Little did Russell imagine that bookshelf would launch a furniture-making business, catering to clients and furniture stores across the nation.
"The idea to start a furniture company was actually a fluke," says Russell.
While she was working as a marketing design consultant, a client stopped by her home and saw a vanity Russell had designed for her husband to build.
The client asked if Kevin could build one for her. One vanity quickly turned into five. Five vanities soon became a master bedroom suite as well as beds, dressers, and storage for all five of Russell's client's children.
"At that point, we were most definitely in business. But there was one problem: Neither my husband nor I knew anything about business, let alone manufacturing."
As fate would have it, Strassner was a recently retired corporate CEO with plans to play golf for a whole year straight. But his daughter had other ideas.
"I figured he could help us with a business plan instead," says Russell.
In 2003, Russell & Mackenna was launched, combining the family's last name along with their newborn daughter's middle name. For the first year, all of the furniture was still being manufactured in the Russells' garage.
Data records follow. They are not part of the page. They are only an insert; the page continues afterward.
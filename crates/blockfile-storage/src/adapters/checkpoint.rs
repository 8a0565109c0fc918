//! # Checkpoint Manager
//!
//! Keeps the in-memory [`CheckpointInfo`] and its durable slot, a small file
//! next to the blockfiles. Every save replaces the whole slot atomically
//! (temp file, fsync, rename), so a crash leaves either the old or the new
//! value on disk and never a mix of fields.

use std::fs::File;
use std::io::{ErrorKind, Write};
use std::path::{Path, PathBuf};

use crate::adapters::storage::sync_parent_dir;
use crate::domain::checkpoint::CheckpointInfo;
use crate::domain::errors::StorageError;

/// File name of the checkpoint slot inside a ledger directory.
pub const CHECKPOINT_FILE: &str = "checkpoint";

pub struct CheckpointManager {
    path: PathBuf,
    current: CheckpointInfo,
}

impl CheckpointManager {
    /// Open the slot in `ledger_dir`, loading the persisted value or the
    /// zero sentinel when none exists yet.
    pub fn open(ledger_dir: &Path) -> Result<Self, StorageError> {
        let path = ledger_dir.join(CHECKPOINT_FILE);
        let current = Self::load(&path)?.unwrap_or_default();
        Ok(Self { path, current })
    }

    /// Read the slot at `path`; `None` if it was never written.
    pub fn load(path: &Path) -> Result<Option<CheckpointInfo>, StorageError> {
        let bytes = match std::fs::read(path) {
            Ok(bytes) => bytes,
            Err(e) if e.kind() == ErrorKind::NotFound => return Ok(None),
            Err(e) => return Err(StorageError::io(path, e)),
        };
        CheckpointInfo::decode_slot(&bytes)
            .map(Some)
            .map_err(|reason| StorageError::CorruptCheckpoint {
                reason: format!("{}: {}", path.display(), reason),
            })
    }

    /// Last persisted value.
    pub fn current(&self) -> CheckpointInfo {
        self.current
    }

    /// Synchronously persist `info` and make it current.
    pub fn save(&mut self, info: CheckpointInfo) -> Result<(), StorageError> {
        let temp_path = self.path.with_extension("tmp");
        let mut file = File::create(&temp_path).map_err(|e| StorageError::io(&temp_path, e))?;
        file.write_all(&info.encode_slot())
            .map_err(|e| StorageError::io(&temp_path, e))?;
        file.sync_all()
            .map_err(|e| StorageError::io(&temp_path, e))?;
        drop(file);

        std::fs::rename(&temp_path, &self.path).map_err(|e| StorageError::io(&self.path, e))?;
        sync_parent_dir(&self.path);

        self.current = info;
        Ok(())
    }

    pub fn path(&self) -> &Path {
        &self.path
    }
}

#[cfg(test)]
mod tests {
    use super::*;
    use tempfile::TempDir;

    #[test]
    fn test_missing_slot_is_sentinel() {
        let dir = TempDir::new().unwrap();
        let manager = CheckpointManager::open(dir.path()).unwrap();
        assert!(manager.current().is_fresh());
        assert!(!manager.path().exists());
    }

    #[test]
    fn test_save_and_reload() {
        let dir = TempDir::new().unwrap();
        let info = CheckpointInfo::new(2, 512, 40);
        {
            let mut manager = CheckpointManager::open(dir.path()).unwrap();
            manager.save(info).unwrap();
            assert_eq!(manager.current(), info);
        }
        let manager = CheckpointManager::open(dir.path()).unwrap();
        assert_eq!(manager.current(), info);
        assert!(!dir.path().join("checkpoint.tmp").exists());
    }

    #[test]
    fn test_damaged_slot_is_corrupt_checkpoint() {
        let dir = TempDir::new().unwrap();
        std::fs::write(dir.path().join(CHECKPOINT_FILE), b"not a checkpoint").unwrap();
        let err = CheckpointManager::open(dir.path()).err().unwrap();
        assert!(matches!(err, StorageError::CorruptCheckpoint { .. }));
    }
}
Recognizing that they needed to increase their fledgling business in order to afford a much-needed move to a proper workshop, Russell and Strassner decided to exhibit at a trade show.
"When we agreed to do it," says Strassner, "we only had a couple pieces of furniture, no marketing materials or a catalog, but the rush to prepare for the show was worth it." At the show, the company sold its line to two furniture stores, one in Palm Beach, Fla., and one in Pawleys Island, S.C.
With Russell, 38, guiding product design and marketing and Strassner, 68, managing the operations, Russell & Mackenna grew quickly, winning fans of brightly painted wood furniture all over the country, opening a flagship store in Severna Park and adding upholstered pieces to its range of offerings.
"We knew we would need upholstered furniture to support the product line and grow into a national brand that could fill an entire house with product," says Russell.
Lacking the background to build upholstered pieces, Russell & Mackenna began their search for a manufacturer.
"Kevin could build wood furniture, so we knew how to manage that, but making an upholstered sofa or chair seemed like it would a much greater challenge," says Russell, who eventually settled on a domestic manufacturer.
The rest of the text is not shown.